Original title: Outcomes After Coronary Computed Tomography Angiography in the Emergency Department. A Systematic Review and Meta-Analysis of Randomized, Controlled Trials. Reference: Edward Hulten et al. J Am Coll Cardiol 2013. Article in press

Chest pain is the second most common cause for visiting an emergency department. In all consultations, only few are finally acute coronary syndromes, for this purpose several strategies have been tested to improve efficiency and reduce costs. Most centres choose to hospitalize patients or send them to a pain unit which prevents inadvertent discharge of a patient having an acute coronary syndrome, this choice consume and extend stay and increases costs.

The aim of this meta-analysis was to evaluate randomized studies comparing the use of multislice computed tomography coronary angiography versus standard strategy for the stratification risk of chest pain in the emergency department. We analysed four randomized studies with a total of 3266 patients (1869 patients in CT branch and 1397 standard strategy) consulting for low-risk chest pain (ECG with out ischemic changes and negative biomarkers). Baseline characteristics were similar between groups.

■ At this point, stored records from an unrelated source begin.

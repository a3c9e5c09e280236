//! `BridgeServer`: Axum HTTP and WebSocket server.

use std::net::SocketAddr;
use std::sync::Arc;
use std::time::Instant;

use axum::Router;
use axum::extract::State;
use axum::response::Json;
use axum::routing::get;
use tokio::net::TcpListener;
use tokio::task::JoinHandle;
use tower_http::cors::CorsLayer;
use tower_http::trace::TraceLayer;
use tracing::{info, warn};

use crate::config::BridgeConfig;
use crate::connections::ConnectionTracker;
use crate::errors::{BridgeError, Result};
use crate::health::{self, HealthResponse};
use crate::shutdown::ShutdownCoordinator;
use crate::upgrade::upgrade_handler;

/// Shared state accessible from Axum handlers.
#[derive(Clone)]
pub struct AppState {
    /// Server configuration.
    pub config: Arc<BridgeConfig>,
    /// Open pairs.
    pub connections: Arc<ConnectionTracker>,
    /// Shutdown signal observed by every pair.
    pub shutdown: Arc<ShutdownCoordinator>,
    /// When the server started.
    pub start_time: Instant,
}

/// The order-stream bridge server.
pub struct BridgeServer {
    config: Arc<BridgeConfig>,
    connections: Arc<ConnectionTracker>,
    shutdown: Arc<ShutdownCoordinator>,
    start_time: Instant,
}

impl BridgeServer {
    /// Create a new server.
    pub fn new(config: BridgeConfig) -> Self {
        Self {
            config: Arc::new(config),
            connections: Arc::new(ConnectionTracker::new()),
            shutdown: Arc::new(ShutdownCoordinator::new()),
            start_time: Instant::now(),
        }
    }

    /// Build the Axum router: the upgrade path plus `/health`.
    pub fn router(&self) -> Router {
        let state = AppState {
            config: self.config.clone(),
            connections: self.connections.clone(),
            shutdown: self.shutdown.clone(),
            start_time: self.start_time,
        };

        Router::new()
            .route(&self.config.path, get(upgrade_handler))
            .route("/health", get(health_handler))
            .with_state(state)
            .layer(TraceLayer::new_for_http())
            .layer(CorsLayer::permissive())
    }

    /// Bind and serve in a background task.
    ///
    /// Returns the bound address and the server task. The task ends once
    /// [`ShutdownCoordinator::shutdown`] is called and open requests drain.
    pub async fn listen(&self) -> Result<(SocketAddr, JoinHandle<()>)> {
        let addr = format!("{}:{}", self.config.host, self.config.port);
        let listener = TcpListener::bind(&addr)
            .await
            .map_err(|source| BridgeError::Bind {
                addr: addr.clone(),
                source,
            })?;
        let local_addr = listener
            .local_addr()
            .map_err(|source| BridgeError::Bind { addr, source })?;

        let router = self.router();
        let token = self.shutdown.token();
        let handle = tokio::spawn(async move {
            let serve = axum::serve(listener, router)
                .with_graceful_shutdown(async move { token.cancelled().await });
            if let Err(e) = serve.await {
                warn!(error = %e, "bridge server stopped with error");
            }
        });

        info!(
            %local_addr,
            path = %self.config.path,
            upstream = %self.config.upstream_url,
            "bridge listening"
        );
        Ok((local_addr, handle))
    }

    /// Shutdown coordinator.
    pub fn shutdown(&self) -> &Arc<ShutdownCoordinator> {
        &self.shutdown
    }

    /// Open-pair registry.
    pub fn connections(&self) -> &Arc<ConnectionTracker> {
        &self.connections
    }

    /// Server configuration.
    pub fn config(&self) -> &BridgeConfig {
        &self.config
    }
}

/// GET /health
async fn health_handler(State(state): State<AppState>) -> Json<HealthResponse> {
    Json(health::health_check(state.start_time, state.connections.count()))
}
//! `/health` endpoint.

use std::time::Instant;

use serde::Serialize;

/// Health check response body.
#[derive(Debug, Clone, Serialize)]
#[serde(rename_all = "camelCase")]
pub struct HealthResponse {
    /// Always `"ok"` while the server runs.
    pub status: String,
    /// Human-readable summary.
    pub message: String,
    /// RFC 3339 time of the check.
    pub timestamp: String,
    /// Seconds since the server started.
    pub uptime_secs: u64,
    /// Open bridge pairs.
    pub connections: usize,
}

/// Build a health response from live counters.
pub fn health_check(start_time: Instant, connections: usize) -> HealthResponse {
    HealthResponse {
        status: "ok".into(),
        message: "Order stream bridge is running".into(),
        timestamp: chrono::Utc::now().to_rfc3339(),
        uptime_secs: start_time.elapsed().as_secs(),
        connections,
    }
}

CT branch patients were more frequently refer to catheterization (8.4% versus 6.3%, p = 0.030) and received revascularization more frequently either by angioplasty or surgery (4.6% versus 2.6%, p = 0.004). The absolute increase was 21 diagnostic catheterizations and 20 revascularization procedures per 1000 patients. All studies reported a significant decrease of hospital stay and costs with the use of CT.

Conclusion: 

Stratification of low-risk chest pain in the emergency department with multislice CT was safe, reducing costs and hospital stay. Was associated with an increased incidence of catheterizations and revascularization compared with the standard strategy.

Commentary:

Low event rate in both groups (no deaths and few strokes) prevents to take conclusions on clinical end points. It will take many more large studies, given the low risk of the population, to see if CT scan and subsequent greater revascularization, decrease events. Beyond the foregoing, the fact of being a safe strategy and show a lower cost justifies its use.